#### The records
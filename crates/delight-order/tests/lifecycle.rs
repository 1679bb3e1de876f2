//! End-to-end lifecycle tests for the order service, running against
//! in-memory storage with a recording notifier.

use async_trait::async_trait;
use delight_agent::{implementations::store as agent_store, AgentService};
use delight_catalog::{implementations::store as catalog_store, CatalogService};
use delight_notify::{NotifyError, NotifyInterface, NotifyService};
use delight_order::{OrderError, OrderService};
use delight_storage::{implementations::memory, StorageService};
use delight_types::{
	AlertType, ConfigSchema, CreateOrderRequest, Customer, DeliveryAgent, NewLineItem, Order,
	OrderStatus, Product, Schema, StorageKey, ValidationError,
};
use rust_decimal::Decimal;
use serde_json::json;
use std::sync::{Arc, Mutex};

/// Notifier that records every event it is asked to deliver.
#[derive(Clone, Default)]
struct RecordingNotifier {
	events: Arc<Mutex<Vec<String>>>,
}

impl RecordingNotifier {
	fn events(&self) -> Vec<String> {
		self.events.lock().unwrap().clone()
	}
}

#[async_trait]
impl NotifyInterface for RecordingNotifier {
	fn config_schema(&self) -> Box<dyn ConfigSchema> {
		struct Empty;
		impl ConfigSchema for Empty {
			fn validate(&self, config: &toml::Value) -> Result<(), ValidationError> {
				Schema::new(vec![], vec![]).validate(config)
			}
		}
		Box::new(Empty)
	}

	async fn order_received(&self, _: &Customer, order: &Order) -> Result<(), NotifyError> {
		self.events
			.lock()
			.unwrap()
			.push(format!("received:{}", order.id));
		Ok(())
	}

	async fn order_delivered(&self, _: &Customer, order: &Order) -> Result<(), NotifyError> {
		self.events
			.lock()
			.unwrap()
			.push(format!("delivered:{}", order.id));
		Ok(())
	}
}

struct Fixture {
	orders: OrderService,
	agents: Arc<AgentService>,
	notifier: RecordingNotifier,
}

async fn fixture() -> Fixture {
	let empty = toml::Value::Table(Default::default());
	let storage = Arc::new(StorageService::new(memory::create_storage(&empty).unwrap()));

	// Seed a small catalog, one agent, and one customer.
	let products = [
		Product {
			id: "p-choc".to_string(),
			name: "Chocolate Fudge".to_string(),
			flavor: "chocolate".to_string(),
			size: "8 servings".to_string(),
			price: Decimal::from(499),
		},
		Product {
			id: "p-red".to_string(),
			name: "Red Velvet".to_string(),
			flavor: "red velvet".to_string(),
			size: "8 servings".to_string(),
			price: Decimal::from(350),
		},
		Product {
			id: "p-custom".to_string(),
			name: "Custom Cake".to_string(),
			flavor: "choose your own".to_string(),
			size: "varies".to_string(),
			price: Decimal::from(699),
		},
	];
	for product in &products {
		storage
			.store(StorageKey::Products.as_str(), &product.id, product)
			.await
			.unwrap();
	}
	storage
		.store(
			StorageKey::Agents.as_str(),
			"agent-1",
			&DeliveryAgent {
				id: "agent-1".to_string(),
				name: "Priya".to_string(),
				phone: "555-0101".to_string(),
				email: None,
				available: true,
				location: None,
			},
		)
		.await
		.unwrap();
	storage
		.store(
			StorageKey::Customers.as_str(),
			"cust-1",
			&Customer {
				id: "cust-1".to_string(),
				name: "Asha".to_string(),
				email: Some("asha@example.com".to_string()),
			},
		)
		.await
		.unwrap();

	let catalog = Arc::new(CatalogService::new(
		catalog_store::create_catalog(&empty, storage.clone()).unwrap(),
	));
	let agents = Arc::new(AgentService::new(
		agent_store::create_agents(&empty, storage.clone()).unwrap(),
	));
	let notifier = RecordingNotifier::default();
	let orders = OrderService::new(
		storage,
		catalog,
		agents.clone(),
		Arc::new(NotifyService::new(Box::new(notifier.clone()))),
		90,
	);

	Fixture {
		orders,
		agents,
		notifier,
	}
}

fn item(product_id: &str) -> NewLineItem {
	NewLineItem {
		product_id: product_id.to_string(),
		quantity: None,
		unit_price: None,
		customization: None,
	}
}

fn request(items: Vec<NewLineItem>) -> CreateOrderRequest {
	CreateOrderRequest {
		customer_id: "cust-1".to_string(),
		items,
	}
}

#[tokio::test]
async fn empty_cart_is_rejected() {
	let fx = fixture().await;
	let err = fx.orders.create_order(request(vec![])).await.unwrap_err();
	assert!(matches!(err, OrderError::EmptyCart));
}

#[tokio::test]
async fn creation_assigns_agent_and_records_initial_history() {
	let fx = fixture().await;
	let order = fx
		.orders
		.create_order(request(vec![item("p-choc")]))
		.await
		.unwrap();

	assert_eq!(order.status, OrderStatus::Confirmed);
	assert_eq!(order.agent_id.as_deref(), Some("agent-1"));
	assert!(order.estimated_delivery.is_some());
	assert_eq!(order.history.len(), 1);
	assert_eq!(order.history[0].status, OrderStatus::Confirmed);
	assert_eq!(fx.notifier.events(), vec![format!("received:{}", order.id)]);
}

#[tokio::test]
async fn no_available_agent_leaves_order_unassigned() {
	let fx = fixture().await;
	fx.agents.set_availability("agent-1", false).await.unwrap();

	let order = fx
		.orders
		.create_order(request(vec![item("p-choc")]))
		.await
		.unwrap();
	assert_eq!(order.agent_id, None);
}

#[tokio::test]
async fn status_changes_append_history_in_order() {
	let fx = fixture().await;
	let order = fx
		.orders
		.create_order(request(vec![item("p-choc")]))
		.await
		.unwrap();

	fx.orders
		.set_status(&order.id, OrderStatus::Preparing)
		.await
		.unwrap();
	fx.orders
		.set_status(&order.id, OrderStatus::Ready)
		.await
		.unwrap();
	let updated = fx
		.orders
		.set_status(&order.id, OrderStatus::OutForDelivery)
		.await
		.unwrap();

	assert_eq!(updated.status, OrderStatus::OutForDelivery);
	let history = fx.orders.history(&order.id).await.unwrap();
	let statuses: Vec<OrderStatus> = history.iter().map(|r| r.status).collect();
	assert_eq!(
		statuses,
		vec![
			OrderStatus::Confirmed,
			OrderStatus::Preparing,
			OrderStatus::Ready,
			OrderStatus::OutForDelivery,
		]
	);
	for pair in history.windows(2) {
		assert!(pair[0].timestamp <= pair[1].timestamp);
	}
}

#[tokio::test]
async fn setting_the_same_status_does_not_grow_history() {
	let fx = fixture().await;
	let order = fx
		.orders
		.create_order(request(vec![item("p-choc")]))
		.await
		.unwrap();

	let before = fx.orders.get(&order.id).await.unwrap();
	let after = fx
		.orders
		.set_status(&order.id, OrderStatus::Confirmed)
		.await
		.unwrap();

	assert_eq!(after.history.len(), before.history.len());
	assert!(after.updated_at >= before.updated_at);
}

#[tokio::test]
async fn delivery_fires_notification() {
	let fx = fixture().await;
	let order = fx
		.orders
		.create_order(request(vec![item("p-choc")]))
		.await
		.unwrap();

	fx.orders
		.set_status(&order.id, OrderStatus::Delivered)
		.await
		.unwrap();

	let events = fx.notifier.events();
	assert!(events.contains(&format!("delivered:{}", order.id)));
}

#[tokio::test]
async fn cancel_is_allowed_only_before_preparation() {
	let fx = fixture().await;

	for (status, allowed) in [
		(OrderStatus::Pending, true),
		(OrderStatus::Confirmed, true),
		(OrderStatus::Preparing, false),
		(OrderStatus::Ready, false),
		(OrderStatus::OutForDelivery, false),
		(OrderStatus::Delivered, false),
	] {
		let order = fx
			.orders
			.create_order(request(vec![item("p-choc")]))
			.await
			.unwrap();
		fx.orders.set_status(&order.id, status).await.unwrap();

		let result = fx.orders.cancel(&order.id).await;
		if allowed {
			let cancelled = result.unwrap();
			assert_eq!(cancelled.status, OrderStatus::Cancelled);
			// Cancellation is a transition, not a deletion.
			let reloaded = fx.orders.get(&order.id).await.unwrap();
			assert_eq!(reloaded.status, OrderStatus::Cancelled);
		} else {
			assert!(matches!(result, Err(OrderError::InvalidTransition(_))));
		}
	}
}

#[tokio::test]
async fn cancelling_twice_is_rejected() {
	let fx = fixture().await;
	let order = fx
		.orders
		.create_order(request(vec![item("p-choc")]))
		.await
		.unwrap();

	fx.orders.cancel(&order.id).await.unwrap();
	let err = fx.orders.cancel(&order.id).await.unwrap_err();
	assert!(matches!(err, OrderError::InvalidTransition(_)));
}

#[tokio::test]
async fn tracking_reflects_the_latest_status() {
	let fx = fixture().await;
	let order = fx
		.orders
		.create_order(request(vec![item("p-choc")]))
		.await
		.unwrap();

	let first = fx.orders.tracking(&order.id).await.unwrap();
	assert_eq!(first.status, OrderStatus::Confirmed);

	fx.orders
		.set_status(&order.id, OrderStatus::Preparing)
		.await
		.unwrap();
	let second = fx.orders.tracking(&order.id).await.unwrap();
	assert_eq!(second.status, OrderStatus::Preparing);
	assert_eq!(second.id, order.id);

	// Polling without intervening writes returns the same projection.
	let third = fx.orders.tracking(&order.id).await.unwrap();
	assert_eq!(second, third);
}

#[tokio::test]
async fn totals_fall_back_from_explicit_price_to_catalog_to_zero() {
	let fx = fixture().await;

	// Unpriced items use catalog prices: 499 * 2 + 350 = 1348.
	let mut two_choc = item("p-choc");
	two_choc.quantity = Some(json!(2));
	let order = fx
		.orders
		.create_order(request(vec![two_choc, item("p-red")]))
		.await
		.unwrap();
	let total = fx.orders.total(&order.id).await.unwrap();
	assert_eq!(total, "1348.00".parse::<Decimal>().unwrap());

	// A malformed price on an unknown product degrades to zero while
	// the explicitly priced item still counts: 500 * 2 = 1000.
	let mut bad = item("p-unknown");
	bad.unit_price = Some(json!("bad"));
	let mut priced = item("p-unknown");
	priced.unit_price = Some(json!(500));
	priced.quantity = Some(json!(2));
	let order = fx
		.orders
		.create_order(request(vec![bad, priced]))
		.await
		.unwrap();
	let total = fx.orders.total(&order.id).await.unwrap();
	assert_eq!(total, "1000.00".parse::<Decimal>().unwrap());
}

#[tokio::test]
async fn multibyte_product_names_survive_creation() {
	let fx = fixture().await;

	// Unknown product, so the request id doubles as the display name;
	// the customization payload routes it through the custom-name check.
	let mut accented = item("Fraisé Cake");
	accented.customization = Some("size:10 servings".to_string());

	let order = fx
		.orders
		.create_order(request(vec![accented]))
		.await
		.unwrap();
	assert_eq!(order.items[0].product_name, "Fraisé Cake");
	assert_eq!(order.items[0].unit_price, None);
}

#[tokio::test]
async fn custom_product_is_priced_by_heuristic() {
	let fx = fixture().await;
	let mut custom = item("p-custom");
	custom.customization = Some("size:12 servings|gluten_free:True|vegan:False".to_string());

	let order = fx.orders.create_order(request(vec![custom])).await.unwrap();
	assert_eq!(order.items[0].unit_price, Some(Decimal::from(959)));

	let total = fx.orders.total(&order.id).await.unwrap();
	assert_eq!(total, "959.00".parse::<Decimal>().unwrap());
}

#[tokio::test]
async fn alerts_are_listed_newest_first() {
	let fx = fixture().await;
	let order = fx
		.orders
		.create_order(request(vec![item("p-choc")]))
		.await
		.unwrap();

	assert!(fx.orders.alerts(&order.id).await.unwrap().is_empty());

	fx.orders
		.add_alert(&order.id, AlertType::Delayed, "Running 20 minutes late".to_string())
		.await
		.unwrap();
	fx.orders
		.add_alert(&order.id, AlertType::Issue, "Address unreachable".to_string())
		.await
		.unwrap();

	let alerts = fx.orders.alerts(&order.id).await.unwrap();
	assert_eq!(alerts.len(), 2);
	assert_eq!(alerts[0].alert_type, AlertType::Issue);
	assert_eq!(alerts[1].alert_type, AlertType::Delayed);
}

#[tokio::test]
async fn alerts_require_an_existing_order() {
	let fx = fixture().await;
	let err = fx
		.orders
		.add_alert("no-such-order", AlertType::Issue, "x".to_string())
		.await
		.unwrap_err();
	assert!(matches!(err, OrderError::OrderNotFound(_)));
}

#[tokio::test]
async fn sales_summary_excludes_cancelled_orders() {
	let fx = fixture().await;

	let kept = fx
		.orders
		.create_order(request(vec![item("p-choc")]))
		.await
		.unwrap();
	let dropped = fx
		.orders
		.create_order(request(vec![item("p-red")]))
		.await
		.unwrap();
	fx.orders.cancel(&dropped.id).await.unwrap();

	let summary = fx.orders.sales_summary().await.unwrap();
	assert_eq!(summary.total_orders, 1);
	assert_eq!(summary.total_sales, 499.0);

	let _ = kept;
}

#[tokio::test]
async fn missing_order_reports_not_found() {
	let fx = fixture().await;
	let err = fx.orders.get("no-such-order").await.unwrap_err();
	assert!(matches!(err, OrderError::OrderNotFound(_)));
}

#### Problem details
The lines that contain the word "OutForDelivery" are wanted; copy each of them from the records.

#### Response below
		.set_status(&order.id, OrderStatus::OutForDelivery)
	assert_eq!(updated.status, OrderStatus::OutForDelivery);
			OrderStatus::OutForDelivery,
		(OrderStatus::OutForDelivery, false),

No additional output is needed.